Tac-ER is a once-daily formulation developed to reduce the frequency of administration for patients currently using a twice-a-day Tac. For a given dose of Tac, the 24-h AUC values for the twice-daily standard-release formulation and the once-daily extended-release formulation are similar [4]. In kidney transplant recipients, AUC0–24 was highly correlated to trough level of standard-release formulation and the once-daily extended-release formulation 1, 4. The standard-release formulation has a bimodal concentration–time profile with a higher maximum concentration (Cmax) than that of the extended-release formulation, whereas the extended-release formulation has a more gradually tapering profile 1, 4.

In a study by Weng et al., when once-daily was compared to twice-daily dosing, a once-daily dosing regimen was found to be significantly associated with higher adherence rates (odds ratio: 2.35, p = 0.003) [5].

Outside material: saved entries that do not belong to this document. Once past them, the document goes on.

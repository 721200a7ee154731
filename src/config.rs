//! Configuration parameters for the coverage-tour pipeline.

use serde::{Deserialize, Serialize};
use std::time::Duration;

/// Configuration settings for [`crate::PuzzleTourSolver`].
#[derive(Debug, Clone, Serialize, Deserialize)]
pub struct Config {
    /// Overall time limit of the pipeline (`None` runs every stage to completion)
    pub time_limit: Option<Duration>,
    /// Share of the overall budget given to the initial tour search
    pub tour_share: f64,
    /// Maximum number of LNS iterations
    pub lns_iterations: usize,
    /// Time limit for a single LNS repair
    pub lns_iteration_time_limit: Duration,
    /// Share of the budget left after the tour stage given to LNS
    pub lns_share: f64,
    /// Number of free tiles in the first LNS neighborhood
    pub initial_neighborhood_size: usize,
    /// Factor by which the neighborhood grows or shrinks
    pub neighborhood_growth: f64,
    /// Lower bound on the neighborhood size
    pub min_neighborhood_size: usize,
    /// Maximum number of passes of the local optimizer
    pub local_max_passes: usize,
    /// Seed of the LNS random number generator
    pub seed: u64,
}

impl Default for Config {
    fn default() -> Self {
        Config {
            time_limit: Some(Duration::from_secs(60)),
            tour_share: 1.0 / 3.0,
            lns_iterations: 1000,
            lns_iteration_time_limit: Duration::from_secs(5),
            lns_share: 1.0 / 3.0,
            initial_neighborhood_size: 10,
            neighborhood_growth: 1.25,
            min_neighborhood_size: 2,
            local_max_passes: 100,
            seed: 0,
        }
    }
}

impl Config {
    /// Create a new configuration with default values.
    pub fn new() -> Self {
        Config::default()
    }

    /// Set the overall time limit.
    pub fn with_time_limit(mut self, duration: Duration) -> Self {
        self.time_limit = Some(duration);
        self
    }

    /// Remove the overall time limit.
    pub fn without_time_limit(mut self) -> Self {
        self.time_limit = None;
        self
    }

    /// Set the budget share of the tour search.
    pub fn with_tour_share(mut self, share: f64) -> Self {
        self.tour_share = share;
        self
    }

    /// Set the maximum number of LNS iterations.
    pub fn with_lns_iterations(mut self, iterations: usize) -> Self {
        self.lns_iterations = iterations;
        self
    }

    /// Set the time limit of a single LNS iteration.
    pub fn with_lns_iteration_time_limit(mut self, duration: Duration) -> Self {
        self.lns_iteration_time_limit = duration;
        self
    }

    /// Set the budget share of LNS.
    pub fn with_lns_share(mut self, share: f64) -> Self {
        self.lns_share = share;
        self
    }

    /// Set the initial LNS neighborhood size.
    pub fn with_initial_neighborhood_size(mut self, size: usize) -> Self {
        self.initial_neighborhood_size = size;
        self
    }

    /// Set the neighborhood growth factor.
    pub fn with_neighborhood_growth(mut self, factor: f64) -> Self {
        self.neighborhood_growth = factor;
        self
    }

    /// Set the minimum LNS neighborhood size.
    pub fn with_min_neighborhood_size(mut self, size: usize) -> Self {
        self.min_neighborhood_size = size;
        self
    }

    /// Set the pass limit of the local optimizer.
    pub fn with_local_max_passes(mut self, passes: usize) -> Self {
        self.local_max_passes = passes;
        self
    }

    /// Set the random seed.
    pub fn with_seed(mut self, seed: u64) -> Self {
        self.seed = seed;
        self
    }
}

According to Denhaerynck et al., patient-related risk factors for non-adherence include (i) low self-efficacy with medication taking, (ii) age 20 years and younger, (iii) a long period since the transplantation, (iv) pre-transplant history of missed clinic visits, (v) mental or psychological problems, (vi) social isolation and lack of a social support network, and (vii) substance abuse [6].

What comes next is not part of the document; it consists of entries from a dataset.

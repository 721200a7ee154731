//! Default tour-search engine: nearest-neighbor construction followed by 2-opt.

use super::{TourOutcome, TourSearch};
use crate::deadline::Deadline;

/// Nearest-neighbor tour improved by first-improvement 2-opt.
#[derive(Debug, Clone, Default)]
pub struct TwoOptTourSearch {
    /// Moves applied during the last search.
    pub moves: usize,
}

impl TwoOptTourSearch {
    pub fn new() -> Self {
        TwoOptTourSearch::default()
    }

    fn nearest_neighbor(weights: &[Vec<f64>]) -> Vec<usize> {
        let n = weights.len();
        let mut visited = vec![false; n];
        let mut order = Vec::with_capacity(n);
        let mut current = 0;
        visited[0] = true;
        order.push(0);

        while order.len() < n {
            let next = (0..n)
                .filter(|&c| !visited[c])
                .min_by(|&a, &b| weights[current][a].total_cmp(&weights[current][b]));
            let Some(next) = next else { break };
            visited[next] = true;
            order.push(next);
            current = next;
        }
        order
    }

    /// Gain of reversing `order[i + 1..=j]`; negative values improve.
    fn evaluate_two_opt(weights: &[Vec<f64>], order: &[usize], i: usize, j: usize) -> f64 {
        let n = order.len();
        let (a, b) = (order[i], order[i + 1]);
        let (c, d) = (order[j], order[(j + 1) % n]);
        weights[a][c] + weights[b][d] - weights[a][b] - weights[c][d]
    }

    /// One first-improvement sweep. Returns `None` if the deadline hit.
    fn improve_once(
        &mut self,
        weights: &[Vec<f64>],
        order: &mut [usize],
        deadline: Deadline,
    ) -> Option<bool> {
        let n = order.len();
        for i in 0..n - 1 {
            if deadline.expired() {
                return None;
            }
            for j in i + 2..n {
                if i == 0 && j == n - 1 {
                    continue;
                }
                if Self::evaluate_two_opt(weights, order, i, j) < -1e-9 {
                    order[i + 1..=j].reverse();
                    self.moves += 1;
                    return Some(true);
                }
            }
        }
        Some(false)
    }
}

impl TourSearch for TwoOptTourSearch {
    fn search(&mut self, weights: &[Vec<f64>], deadline: Deadline) -> TourOutcome {
        self.moves = 0;
        let n = weights.len();
        if n <= 3 {
            return TourOutcome::Found {
                order: (0..n).collect(),
                optimal: true,
            };
        }
        if deadline.expired() {
            return TourOutcome::TimedOut;
        }

        let mut order = Self::nearest_neighbor(weights);
        loop {
            match self.improve_once(weights, &mut order, deadline) {
                Some(true) => continue,
                Some(false) | None => break,
            }
        }
        log::debug!("2-opt tour search applied {} moves", self.moves);

        TourOutcome::Found {
            order,
            optimal: false,
        }
    }
}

During the four-year period in which the patient had recurrent acute rejection episodes, her blood CyA concentrations were as low as 40–60 ng/mL. The subtherapeutic CyA levels may be associated with the change in her family structure by divorce and her leaving home to live an adult life alone in March 2004. To support herself, she was employed in a number of part-time jobs at night, which initiated a shift in her peer relationships. Consequently, she passed a psychologically perturbed period in 2005. The patient's history indicates she exhibited risk factors (i), (iii), (v), and (vi) listed above. We concluded that these risk factors were involved in her inadvertently forgetting to take immunosuppressive medications on time or at all and immunosuppressive therapy non-adherence caused the recurrence of acute rejection episodes.

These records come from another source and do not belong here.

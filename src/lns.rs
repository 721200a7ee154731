//! Large neighborhood search: repeatedly free a connected region of tiles,
//! re-solve it exactly with everything else fixed, and keep strict
//! improvements.

use crate::config::Config;
use crate::deadline::Deadline;
use crate::error::ModelError;
use crate::graph::{CoverageGraph, TileId};
use crate::local_search::{LocalOptimizer, IMPROVEMENT_EPS};
use crate::model::RefinementModel;
use crate::solution::Solution;
use rand::{Rng, SeedableRng};
use rand_chacha::ChaCha8Rng;
use std::collections::{BTreeSet, VecDeque};
use std::time::{Duration, Instant};

/// Counters of an LNS run.
#[derive(Debug, Clone, Default)]
pub struct LnsStatistics {
    pub iterations: usize,
    pub improvements: usize,
    /// Iterations whose repair overran the per-iteration limit.
    pub abandoned: usize,
    /// Iterations whose region was solved to proven optimality.
    pub optimal_regions: usize,
}

/// Destroy/repair search over a coverage graph.
pub struct LnsOptimizer<'g> {
    graph: &'g CoverageGraph,
    current: Solution,
    current_cost: f64,
    best: Solution,
    best_cost: f64,
    neighborhood_size: usize,
    min_neighborhood_size: usize,
    growth: f64,
    rng: ChaCha8Rng,
    local: LocalOptimizer,
    pub stats: LnsStatistics,
}

impl<'g> LnsOptimizer<'g> {
    /// Start from a feasible solution.
    pub fn new(graph: &'g CoverageGraph, initial: Solution, config: &Config) -> Self {
        let cost = graph.objective(&initial);
        let min_neighborhood_size = config.min_neighborhood_size.max(1);
        LnsOptimizer {
            graph,
            best: initial.clone(),
            best_cost: cost,
            current: initial,
            current_cost: cost,
            neighborhood_size: config.initial_neighborhood_size.max(min_neighborhood_size),
            min_neighborhood_size,
            growth: config.neighborhood_growth.max(1.0),
            rng: ChaCha8Rng::seed_from_u64(config.seed),
            local: LocalOptimizer::new(config.local_max_passes),
            stats: LnsStatistics::default(),
        }
    }

    pub fn best(&self) -> &Solution {
        &self.best
    }

    pub fn best_cost(&self) -> f64 {
        self.best_cost
    }

    pub fn into_best(self) -> Solution {
        self.best
    }

    pub fn neighborhood_size(&self) -> usize {
        self.neighborhood_size
    }

    /// Run up to `iterations` destroy/repair steps.
    ///
    /// Returns `true` if the last repaired region spanned the whole graph and
    /// was solved to proven optimality.
    pub fn optimize(
        &mut self,
        iterations: usize,
        iteration_time_limit: Duration,
        deadline: Deadline,
    ) -> Result<bool, ModelError> {
        for _ in 0..iterations {
            if deadline.expired() {
                break;
            }
            self.stats.iterations += 1;
            let started = Instant::now();
            let (free, fixed) = self.select_neighborhood();
            let limit = Deadline::after(iteration_time_limit).min(deadline);

            let mut model =
                RefinementModel::new(self.graph, Some(self.current.clone()), Some(&fixed))?;
            let bounds = model.optimize(limit)?;
            let candidate = model.extract_solution()?;
            let candidate = self.local.improve(self.graph, candidate);

            let region_optimal = bounds.is_optimal();
            if started.elapsed() > iteration_time_limit {
                self.stats.abandoned += 1;
                log::debug!(
                    "lns iteration {} abandoned after {:?}",
                    self.stats.iterations,
                    started.elapsed()
                );
                self.adapt(false);
                continue;
            }

            let cost = self.graph.objective(&candidate);
            if cost < self.current_cost - IMPROVEMENT_EPS && candidate.is_feasible(self.graph) {
                self.stats.improvements += 1;
                self.current = candidate;
                self.current_cost = cost;
                if cost < self.best_cost {
                    self.best = self.current.clone();
                    self.best_cost = cost;
                }
            }
            log::debug!(
                "lns iteration {}: {} free tiles, bounds [{:.4}, {:.4}], current {:.4}",
                self.stats.iterations,
                free.len(),
                bounds.lb,
                bounds.ub,
                self.current_cost
            );

            if region_optimal {
                self.stats.optimal_regions += 1;
                if fixed.is_empty() {
                    log::info!("lns proved optimality at cost {:.4}", self.best_cost);
                    return Ok(true);
                }
            }
            self.adapt(region_optimal);
        }
        Ok(false)
    }

    /// Grow the neighborhood after a region was solved to optimality,
    /// otherwise shrink it.
    fn adapt(&mut self, region_optimal: bool) {
        let n = self.neighborhood_size as f64;
        self.neighborhood_size = if region_optimal {
            ((n * self.growth).ceil() as usize).min(self.graph.tile_count())
        } else {
            ((n / self.growth).floor() as usize).max(self.min_neighborhood_size)
        };
    }

    /// Breadth-first region around the tile of a random visit. Returns the
    /// free and the fixed tiles.
    fn select_neighborhood(&mut self) -> (BTreeSet<TileId>, BTreeSet<TileId>) {
        let visits = self.current.visits();
        let root = if visits.is_empty() {
            TileId(0)
        } else {
            visits[self.rng.gen_range(0..visits.len())].tile
        };

        let size = self.neighborhood_size.min(self.graph.tile_count());
        let mut free = BTreeSet::new();
        let mut queue = VecDeque::from([root]);
        free.insert(root);
        while let Some(tile) = queue.pop_front() {
            if free.len() >= size {
                break;
            }
            for &n in self.graph.neighbors(tile) {
                if free.len() >= size {
                    break;
                }
                if free.insert(n) {
                    queue.push_back(n);
                }
            }
        }

        let fixed = self
            .graph
            .tiles()
            .iter()
            .map(|t| t.id)
            .filter(|id| !free.contains(id))
            .collect();
        (free, fixed)
    }
}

Heart transplant patients who are compliant with immunosuppressive therapy have a significantly longer clinical-event-free period (i.e. time to occurrence of late acute rejection, cardiac allograft vasculopathy, retransplantation, and death), when compared to immunosuppressive therapy non-compliant patients (p = 0.043) [7]. For renal transplant recipients, Gaston et al. reported that 35% of late renal allograft losses were associated with immunosuppressive therapy non-adherence [8]. Vlaminck et al. reported that non-compliance in renal transplant patients more than one year post-transplant is associated with an increased risk for late acute rejection during the following five years and they concluded that non-compliance is the most important risk factor in the occurrence of late acute rejection [9].

Under these circumstances, we prescribed Tac-ER for this patient in order to promote immunosuppressive therapy adherence and thereby maintain a therapeutic blood concentration. To the best knowledge of the authors, there have been few previously reported cases regarding the use of the Tac-ER formulation in heart transplant recipients [2]. In renal transplant recipients, however, a high correlation between 24-h AUC and trough values was observed for both the standard-release formulation and the extended-release formulation [4]. In addition, clinically stable kidney transplant recipients who switched from standard to Tac-ER had stable trough and dosage levels two years post-conversion. The incidence of biopsy-confirmed acute rejection (6.0%) and multiple rejections (1.5%) were similar to those for the twice-daily formulation [1]. Silva et al. also reported that Tac-ER in combination with MMF was noninferior to cyclosporine with MMF [10].

In the case reported here, the post-conversion target trough levels were satisfactorily maintained. We succeeded in maintaining the same outpatient Tac dose by improving the patient's immunosuppressive therapy compliance and preventing further episodes of rejection. Moreover, no renal impairment or other adverse events were observed before and after the conversion.